Second: People are herd animals. We run in packs and groups and cliques just like all higher awareness animals do. There were cliques in high school. There will be cliques in college—and there will be cliques for the remainder of your interactive days on the planet. There isn’t anything wrong with a group or being part of one. After all, God lives in community and we are created in His image.  

So this idea I’m espousing isn’t about isolation or independence, rather it is about realizing that the important ideas and concepts in life occur at the edges of everything. If you want to be like everyone, then make it your priority to be like everyone. But if you desire to grow and guide and find the grander, more exciting, more stimulating concepts over the course of your days, then pay attention to those ideas and those people who are on the edges of things.  

Every group can be charted on a bell curve. The masses occupy and define the middle of the bell curve. This is what’s called normal, or standard. Inside the sorority of your choosing will be a bell curve—and the strong, almost overwhelming pressure will be to place yourself solidly in the middle. This isn’t bad, per se, but if this is where you determine to be, make your decision knowing that the important decisions—the decisions that will ultimately define life for the masses—are made on the edges of any group.  

Finally: Walk with—live closely in connection with—your heavenly Father. There is no substitute for a regular demonstration of your devotion to Him. Just like every relationship of importance in your life is founded upon time spent and experiences shared, so is your relationship with God in heaven founded and established. Live in vital union with Him—just like you do with your best friends. Read about Him. Go places with Him. Listen to Him, and talk with Him. 

Matthew 6:33 begins, “Seek first the Kingdom of God….” This passage can be conveyed like this: “Seek and keep on seeking on a regular and recurring basis the Kingdom of God where your Father in heaven reigns supreme in your commitment.” The passage continues to declare that if you do this, everything else of importance will be added to your life.  

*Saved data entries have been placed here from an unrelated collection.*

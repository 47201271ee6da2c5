//! In-memory implementation of both store traits.
//!
//! Tables are `BTreeMap`s keyed by each row's natural key, so upserts
//! overwrite in place and iteration order is deterministic. An availability
//! switch lets tests simulate an unreachable store.

use std::collections::{BTreeMap, BTreeSet};
use std::sync::atomic::{AtomicBool, Ordering};
use std::sync::{RwLock, RwLockReadGuard, RwLockWriteGuard};

use chrono::NaiveDate;

use super::{RawRecordStore, SummaryStore, STANDARD_VIEWS};
use crate::config::normalize_key;
use crate::domain::{
    validate_record, BronzeRecord, ClassExports, ClassKey, DailyObservation, DestinationRollup,
    Dimension, QualityKey, QualityStats, RawRecord, RollingKey, RollingStat, RollupKey,
    SummaryKey, WeeklyCommoditySummary,
};
use crate::error::StoreError;

#[derive(Debug, Default)]
struct GoldTables {
    summaries: BTreeMap<SummaryKey, WeeklyCommoditySummary>,
    rollups: BTreeMap<RollupKey, DestinationRollup>,
    classes: BTreeMap<ClassKey, ClassExports>,
    quality: BTreeMap<QualityKey, QualityStats>,
    rolling: BTreeMap<RollingKey, RollingStat>,
}

/// Thread-safe in-memory bronze/silver/gold store.
#[derive(Debug)]
pub struct InMemoryStore {
    bronze: RwLock<Vec<BronzeRecord>>,
    silver: RwLock<Vec<RawRecord>>,
    daily: RwLock<Vec<DailyObservation>>,
    gold: RwLock<GoldTables>,
    views: RwLock<BTreeSet<String>>,
    available: AtomicBool,
}

impl Default for InMemoryStore {
    fn default() -> Self {
        Self::new()
    }
}

impl InMemoryStore {
    /// Empty store with every standard view present.
    pub fn new() -> Self {
        Self {
            bronze: RwLock::new(Vec::new()),
            silver: RwLock::new(Vec::new()),
            daily: RwLock::new(Vec::new()),
            gold: RwLock::new(GoldTables::default()),
            views: RwLock::new(STANDARD_VIEWS.iter().map(|v| v.to_string()).collect()),
            available: AtomicBool::new(true),
        }
    }

    fn ensure_available(&self) -> Result<(), StoreError> {
        if self.available.load(Ordering::SeqCst) {
            Ok(())
        } else {
            Err(StoreError::Unavailable("in-memory store marked offline".into()))
        }
    }

    fn read<'a, T>(&self, lock: &'a RwLock<T>) -> Result<RwLockReadGuard<'a, T>, StoreError> {
        self.ensure_available()?;
        lock.read()
            .map_err(|_| StoreError::Unavailable("store lock poisoned".into()))
    }

    fn write<'a, T>(&self, lock: &'a RwLock<T>) -> Result<RwLockWriteGuard<'a, T>, StoreError> {
        self.ensure_available()?;
        lock.write()
            .map_err(|_| StoreError::Unavailable("store lock poisoned".into()))
    }

    // ── Loading and administration (not part of the store traits) ──

    /// Simulate the store going offline (`false`) or coming back (`true`).
    pub fn set_available(&self, available: bool) {
        self.available.store(available, Ordering::SeqCst);
    }

    pub fn insert_bronze(&self, records: Vec<BronzeRecord>) -> Result<(), StoreError> {
        self.write(&self.bronze)?.extend(records);
        Ok(())
    }

    pub fn insert_records(&self, records: Vec<RawRecord>) -> Result<(), StoreError> {
        self.write(&self.silver)?.extend(records);
        Ok(())
    }

    /// Replace every silver record with the same certificate id, or append.
    pub fn replace_record(&self, record: RawRecord) -> Result<(), StoreError> {
        let mut silver = self.write(&self.silver)?;
        silver.retain(|r| r.certificate_id != record.certificate_id);
        silver.push(record);
        Ok(())
    }

    pub fn insert_daily(&self, observations: Vec<DailyObservation>) -> Result<(), StoreError> {
        self.write(&self.daily)?.extend(observations);
        Ok(())
    }

    /// Delete one day of a daily series. Returns how many rows were removed.
    pub fn remove_daily(&self, series: &str, date: NaiveDate) -> Result<usize, StoreError> {
        let mut daily = self.write(&self.daily)?;
        let before = daily.len();
        daily.retain(|o| !(o.series == series && o.date == date));
        Ok(before - daily.len())
    }

    pub fn drop_view(&self, name: &str) -> Result<bool, StoreError> {
        Ok(self.write(&self.views)?.remove(name))
    }

    pub fn rollup_count(&self) -> Result<usize, StoreError> {
        Ok(self.read(&self.gold)?.rollups.len())
    }

    /// Content hash of the whole gold layer.
    ///
    /// Two stores with identical gold rows produce the same fingerprint.
    pub fn fingerprint(&self) -> Result<String, StoreError> {
        let gold = self.read(&self.gold)?;
        let bytes = serde_json::to_vec(&(
            gold.summaries.values().collect::<Vec<_>>(),
            gold.rollups.values().collect::<Vec<_>>(),
            gold.classes.values().collect::<Vec<_>>(),
            gold.quality.values().collect::<Vec<_>>(),
            gold.rolling.values().collect::<Vec<_>>(),
        ))
        .map_err(|e| StoreError::Query(format!("fingerprint serialization: {e}")))?;
        Ok(blake3::hash(&bytes).to_hex().to_string())
    }
}

fn destination_of(record: &RawRecord, dimension: Dimension) -> Option<String> {
    match dimension {
        Dimension::Country => Some(normalize_key(&record.destination_country)),
        Dimension::Region => record.destination_region.as_deref().map(normalize_key),
        Dimension::Port => record.port.as_deref().map(normalize_key),
    }
}

impl RawRecordStore for InMemoryStore {
    fn records_for(&self, commodity: &str, week: NaiveDate) -> Result<Vec<RawRecord>, StoreError> {
        let key = normalize_key(commodity);
        Ok(self
            .read(&self.silver)?
            .iter()
            .filter(|r| r.week_ending == week && normalize_key(&r.commodity) == key)
            .cloned()
            .collect())
    }

    fn distinct_commodities(&self, week: NaiveDate) -> Result<Vec<String>, StoreError> {
        let set: BTreeSet<String> = self
            .read(&self.silver)?
            .iter()
            .filter(|r| r.week_ending == week)
            .map(|r| normalize_key(&r.commodity))
            .collect();
        Ok(set.into_iter().collect())
    }

    fn distinct_destinations(
        &self,
        commodity: &str,
        week: NaiveDate,
        dimension: Dimension,
    ) -> Result<Vec<String>, StoreError> {
        let key = normalize_key(commodity);
        let set: BTreeSet<String> = self
            .read(&self.silver)?
            .iter()
            .filter(|r| r.week_ending == week && normalize_key(&r.commodity) == key)
            .filter(|r| validate_record(r).is_ok())
            .filter_map(|r| destination_of(r, dimension))
            .filter(|d| !d.is_empty())
            .collect();
        Ok(set.into_iter().collect())
    }

    fn distinct_weeks(
        &self,
        start: Option<NaiveDate>,
        end: Option<NaiveDate>,
    ) -> Result<Vec<NaiveDate>, StoreError> {
        let set: BTreeSet<NaiveDate> = self
            .read(&self.silver)?
            .iter()
            .map(|r| r.week_ending)
            .filter(|w| start.map_or(true, |s| *w >= s) && end.map_or(true, |e| *w <= e))
            .collect();
        Ok(set.into_iter().collect())
    }

    fn all_records(&self) -> Result<Vec<RawRecord>, StoreError> {
        Ok(self.read(&self.silver)?.clone())
    }

    fn bronze_records(&self) -> Result<Vec<BronzeRecord>, StoreError> {
        Ok(self.read(&self.bronze)?.clone())
    }

    fn latest_ingestion(&self) -> Result<Option<NaiveDate>, StoreError> {
        Ok(self.read(&self.bronze)?.iter().map(|b| b.ingested_on).max())
    }

    fn daily_series(&self) -> Result<Vec<String>, StoreError> {
        let set: BTreeSet<String> = self
            .read(&self.daily)?
            .iter()
            .map(|o| o.series.clone())
            .collect();
        Ok(set.into_iter().collect())
    }

    fn daily_observations(
        &self,
        series: &str,
        start: NaiveDate,
        end: NaiveDate,
    ) -> Result<Vec<DailyObservation>, StoreError> {
        let mut rows: Vec<DailyObservation> = self
            .read(&self.daily)?
            .iter()
            .filter(|o| o.series == series && o.date >= start && o.date <= end)
            .cloned()
            .collect();
        rows.sort_by_key(|o| o.date);
        Ok(rows)
    }
}

impl SummaryStore for InMemoryStore {
    fn get_summary(
        &self,
        commodity: &str,
        week: NaiveDate,
    ) -> Result<Option<WeeklyCommoditySummary>, StoreError> {
        let key = SummaryKey {
            commodity: normalize_key(commodity),
            week_ending: week,
        };
        Ok(self.read(&self.gold)?.summaries.get(&key).cloned())
    }

    fn upsert_summary(&self, row: WeeklyCommoditySummary) -> Result<(), StoreError> {
        self.write(&self.gold)?.summaries.insert(row.key(), row);
        Ok(())
    }

    fn summaries_for(
        &self,
        commodity: &str,
        start: NaiveDate,
        end: NaiveDate,
    ) -> Result<Vec<WeeklyCommoditySummary>, StoreError> {
        let key = normalize_key(commodity);
        Ok(self
            .read(&self.gold)?
            .summaries
            .values()
            .filter(|s| s.commodity == key && s.week_ending >= start && s.week_ending <= end)
            .cloned()
            .collect())
    }

    fn all_summaries(&self) -> Result<Vec<WeeklyCommoditySummary>, StoreError> {
        Ok(self.read(&self.gold)?.summaries.values().cloned().collect())
    }

    fn get_rollup(&self, key: &RollupKey) -> Result<Option<DestinationRollup>, StoreError> {
        Ok(self.read(&self.gold)?.rollups.get(key).cloned())
    }

    fn upsert_rollup(&self, row: DestinationRollup) -> Result<(), StoreError> {
        self.write(&self.gold)?.rollups.insert(row.key(), row);
        Ok(())
    }

    fn rollups_for(
        &self,
        commodity: &str,
        week: NaiveDate,
        dimension: Dimension,
    ) -> Result<Vec<DestinationRollup>, StoreError> {
        let key = normalize_key(commodity);
        Ok(self
            .read(&self.gold)?
            .rollups
            .values()
            .filter(|r| r.commodity == key && r.week_ending == week && r.dimension == dimension)
            .cloned()
            .collect())
    }

    fn get_class_exports(&self, key: &ClassKey) -> Result<Option<ClassExports>, StoreError> {
        Ok(self.read(&self.gold)?.classes.get(key).cloned())
    }

    fn upsert_class_exports(&self, row: ClassExports) -> Result<(), StoreError> {
        self.write(&self.gold)?.classes.insert(row.key(), row);
        Ok(())
    }

    fn class_exports_for(&self, week: NaiveDate) -> Result<Vec<ClassExports>, StoreError> {
        Ok(self
            .read(&self.gold)?
            .classes
            .values()
            .filter(|c| c.week_ending == week)
            .cloned()
            .collect())
    }

    fn get_quality(&self, key: &QualityKey) -> Result<Option<QualityStats>, StoreError> {
        Ok(self.read(&self.gold)?.quality.get(key).cloned())
    }

    fn upsert_quality(&self, row: QualityStats) -> Result<(), StoreError> {
        self.write(&self.gold)?.quality.insert(row.key(), row);
        Ok(())
    }

    fn get_rolling(&self, key: &RollingKey) -> Result<Option<RollingStat>, StoreError> {
        Ok(self.read(&self.gold)?.rolling.get(key).cloned())
    }

    fn upsert_rolling(&self, row: RollingStat) -> Result<(), StoreError> {
        self.write(&self.gold)?.rolling.insert(row.key(), row);
        Ok(())
    }

    fn all_rolling(&self) -> Result<Vec<RollingStat>, StoreError> {
        Ok(self.read(&self.gold)?.rolling.values().cloned().collect())
    }

    fn materialized_views(&self) -> Result<Vec<String>, StoreError> {
        Ok(self.read(&self.views)?.iter().cloned().collect())
    }
}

Rachel, thank you for reading my thoughts and considering them. I know they are long and direct. Please forgive my many words, but know that these concepts are the pillars upon which I have built my life. They have served me well through tumult and calm, thick and thin, heartache and joy, disrepute and honor. The beauty of such principles is that they are not singular, but common to all of our lives as human beings.  

I have included in this letter my contact information. Here’s a deal I’ll offer to you should you need it: Any time. Any reason. Any place that you determine I might be of support, or perspective, or encouragement to you, I am available. You will have my strictest confidentiality and whatever skills or wisdom or resources I can bring aboard to assist you.  

I wish you all the best in this grandest endeavor of life that will set you on course for the rest of your life. Enjoy. Live fully. Embrace the edges, and walk humbly and faithfully with your Father in heaven.  

Bless you, Rachel. One of my favorite passages follows my signature.

 

Preston Gillham

 Colossians 2:6-10 Living Bible (TLB)

6 And now just as you trusted Christ to save you, trust him, too, for each day’s problems; live in vital union with him. 7 Let your roots grow down into him and draw up nourishment from him. See that you go on growing in the Lord, and become strong and vigorous in the truth you were taught. Let your lives overflow with joy and thanksgiving for all he has done.

8 Don’t let others spoil your faith and joy with their philosophies, their wrong and shallow answers built on men’s thoughts and ideas, instead of on what Christ has said. 9 For in Christ there is all of God in a human body; 10 so you have everything when you have Christ, and you are filled with God through your union with Christ. He is the highest Ruler, with authority over every other power.